Top of EXERCISE INPUTS

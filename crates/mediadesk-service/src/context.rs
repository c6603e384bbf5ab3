//! Request context carrying the acting staff member.

use chrono::{DateTime, Utc};
use serde::{Deserialize, Serialize};
use uuid::Uuid;

/// Context for the current authenticated request.
///
/// Produced by the console's auth middleware and passed into service
/// methods so that every operation knows *who* is acting. The service layer
/// never performs authentication itself; it only consumes the resolved
/// identity and capability flag.
#[derive(Debug, Clone, Serialize, Deserialize)]
pub struct RequestContext {
    /// The authenticated staff member's ID.
    pub actor_id: Uuid,
    /// Whether the actor may mutate media assets.
    pub can_manage_media: bool,
    /// IP address of the request origin.
    pub ip_address: Option<String>,
    /// User-Agent header value.
    pub user_agent: Option<String>,
    /// When the request was received.
    pub request_time: DateTime<Utc>,
}

impl RequestContext {
    /// Creates a new request context.
    pub fn new(
        actor_id: Uuid,
        can_manage_media: bool,
        ip_address: Option<String>,
        user_agent: Option<String>,
    ) -> Self {
        Self {
            actor_id,
            can_manage_media,
            ip_address,
            user_agent,
            request_time: Utc::now(),
        }
    }
}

Bottom of EXERCISE INPUTS

ABOUT THIS TASK — The reply should be nothing but the number of lines in the listing above that include "Uuid".

OUTPUT — 3